Выбрать главу

Татищевы возвратились из своей прогулки. Дождь ни на минуту не переставал. Приехав в Кронштадт, обедали в трактире, ничего не видали, в Ораниенбаум не могли попасть и на паровом судне тотчас возвратились в город. Пристань парового судна довольно далеко, в Галерной гавани (кажется), кареты не было, дождь проливной, как быть? Тюфякин, который тут же был, поскакал в театр, привез два экипажа, в коих возят певчих, и развез всех по домам. Весело! То-то буду над ними смеяться!

С государем едет Каподистрия, а с сим последним не знаю еще кто. Из военных, я думаю, поедут те же, что обыкновенно ездят: Меншиков, Соломка; из прочих генерал-адъютантов не знаю кто.

Александр. Семердино, 24 мая 1820 года

Время прекрасное, и мы, позавтракав, поехали на славную Фряновскую фабрику, принадлежащую Лазареву и которая в шести верстах от нас, а купил, по содействию Карнеева, граф Потемкин, то есть променял за 700 душ в Калуге. Здесь 150 станов, и доходу до 200 тысяч в год; делают бархаты, парчи, штофы. Мы тут гуляли до трех часов и воротились как голодные волки домой.

Кстати сказать, вот что пишет мне Евсей о Кураеве: «Кураев послан был Яковом Ивановичем за побеги из Белоруссии трех раз, отдан на каменную работу вечную; а в прочем за ним никаких дел не находилось и ничего мне не состоит в ведомости моей!» Понимай это и разбирай как хочешь!

Константин. С.-Петербург, 25 мая 1820 года

Большую я вчера сделал глупость. Обедал у Воронцова (это довольно умно) с Каподистрией, Нессельроде с женою, Татищевым, Ванишею и проч. Встали в 8 часов со стола, вечер вышел почти свободный, я и решился ехать с женою к Чернышевой [графине Елизавете Петровне. Ее единственный сын граф Захар Григорьевич служил в гвардии], которая живет у сына возле Таврического сада. Жену посадили в вист, там заставили ужинать, и домой приехали – уже был час. Вот глупость! Добро, кабы было весело; а то зевал-зевал, устал как собака, а приехавши домой, нашел еще несколько записок, на которые тотчас надобно было отвечать. Поворчал и лег спать, а в шесть часов должен был быть на ногах. Но что о глупости говорить! Вперед наука.

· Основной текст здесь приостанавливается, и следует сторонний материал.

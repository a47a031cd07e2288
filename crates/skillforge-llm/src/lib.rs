//! SkillForge LLM: the language-model invocation boundary
//!
//! This crate isolates every network round-trip of the synthesis pipeline
//! behind the [`LlmClient`] trait. The pipeline issues exactly one
//! `invoke` per attempt; retries, deadlines and cancellation belong to the
//! client implementation, never to callers.
//!
//! ## Layer 2 - Integration
//!
//! Focus: a uniform `(text, usage)` contract over heterogeneous providers.

pub mod error;
pub mod fakes;
pub mod openai_compat;

use async_trait::async_trait;
use serde::{Deserialize, Serialize};

pub use error::LlmError;
pub use openai_compat::{LlmConfig, OpenAiCompatClient};

/// Result type for LLM operations
pub type Result<T> = std::result::Result<T, LlmError>;

/// Token accounting reported by the provider.
#[derive(Debug, Clone, Copy, Default, PartialEq, Eq, Serialize, Deserialize)]
pub struct TokenUsage {
    pub prompt_tokens: u64,
    pub completion_tokens: u64,
}

/// Raw completion text plus optional usage metadata.
#[derive(Debug, Clone, PartialEq, Eq, Serialize, Deserialize)]
pub struct Completion {
    pub text: String,
    pub usage: Option<TokenUsage>,
}

impl Completion {
    pub fn new(text: impl Into<String>) -> Self {
        Self {
            text: text.into(),
            usage: None,
        }
    }

    pub fn with_usage(mut self, prompt_tokens: u64, completion_tokens: u64) -> Self {
        self.usage = Some(TokenUsage {
            prompt_tokens,
            completion_tokens,
        });
        self
    }
}

/// A language model reachable for one-shot completions.
#[async_trait]
pub trait LlmClient: Send + Sync {
    /// Send `prompt` on behalf of `role` and return the raw completion.
    ///
    /// Transport, auth and quota failures surface as errors; callers treat
    /// any error as a failure of the whole invocation.
    async fn invoke(&self, role: &str, prompt: &str) -> Result<Completion>;

    /// Model name used for `role`, as recorded in provenance headers.
    fn model_name(&self, role: &str) -> String;

    /// Provider label (e.g. `openai`, `ollama`).
    fn provider(&self) -> String;

    /// Release per-call resources held by the backend (e.g. unload a local
    /// model). Returns whether anything was released.
    async fn release_resources(&self, _role: &str) -> bool {
        false
    }
}
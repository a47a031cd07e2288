//! Error types for skillforge-llm

use thiserror::Error;

/// Errors raised while invoking a language model
#[derive(Error, Debug)]
pub enum LlmError {
    /// No API key configured for a provider that requires one
    #[error("no API key configured for provider {0}")]
    MissingApiKey(String),

    /// Transport-level failure (DNS, TLS, connection reset, timeout)
    #[error("HTTP error: {0}")]
    Http(String),

    /// Non-success status from the endpoint (auth, quota, server error)
    #[error("LLM endpoint returned {status}: {body}")]
    Status { status: u16, body: String },

    /// Response body could not be decoded
    #[error("malformed completion response: {0}")]
    Decode(String),

    /// The endpoint answered without any completion text
    #[error("completion contained no text")]
    EmptyCompletion,

    /// Invalid client configuration
    #[error("invalid LLM configuration: {0}")]
    Config(String),
}

impl From<reqwest::Error> for LlmError {
    fn from(err: reqwest::Error) -> Self {
        LlmError::Http(err.to_string())
    }
}

impl From<serde_json::Error> for LlmError {
    fn from(err: serde_json::Error) -> Self {
        LlmError::Decode(err.to_string())
    }
}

Третьего дня князь докладывал государю о дилижансах. Государю понравилось, и изволил изъявить свое согласие, только, так как компания просит привилегию на 20 лет, то и пойдет проект сегодня в Комитет министров; между тем уже почтовые коляски заказаны. Из пяти акционеров собирается комитет, который решает все дела по дилижансам, – под моим председательством. Князь мне поручил о некоторых статьях переговорить с Воронцовым и прочими акционерами, и вчера мы уже все это уладили. Если пойдет, это подлинно будет прекрасное дело; между тем уже денег собрано около шестидесяти тысяч – более, нежели надобно на заведение. Иностранные купцы взяли много акций, а эти бы, конечно, не рисковали, если бы не были точно уверены, что предприятие удастся.

Константин. С.-Петербург, 26 мая 1820 года

Вчера мы очень весело пообедали: Вяземский, Тургенев, Жуковский, Фонтон и Соковнин. После обеда мои пустились во Французский театр, куда и я тоже явился. Вяземский помолодел, все так же мил и любезен. Он в состоянии тебя здесь подождать, много о тебе говорил, рассказывал пребывание твое и Волкова в Варшаве, одним словом, я провел с ним несколько приятных часов. Сегодня еще он пробудет здесь, а завтра едет в Царское Село. После концерта Каталани мы все собираемся у Воронцова. Эк я зашлялся! Да как от приятелей отстать: опять все разбредутся. После обеда мы на балконе покуривали посреди прекрасных цветов, Тургенев заснул и впросоньях нас смешил. Мы его дразним Потоцкими-красавицами. Начался у нас спор; я утверждал, что старшая нехороша, и говорю: что за ноги! А он: разве у нее есть ноги? Да, бишь, ведь я с нею в саду гулял сегодня.

Завтра собирается у меня комитет о дилижансах, и положат основание сему славному заведению; тотчас будут делаться почтовые коляски, и к осени, верно, езда в них начнется. Спасибо Воронцову: без него бы, конечно, ничего не состоялось; он взялся за дело горячо, и к нему пристали и другие. Побывал всего несколько месяцев здесь, а успел сделать что-нибудь полезное; а другой и целый век живет, и в голову не придет позаботиться об общей пользе.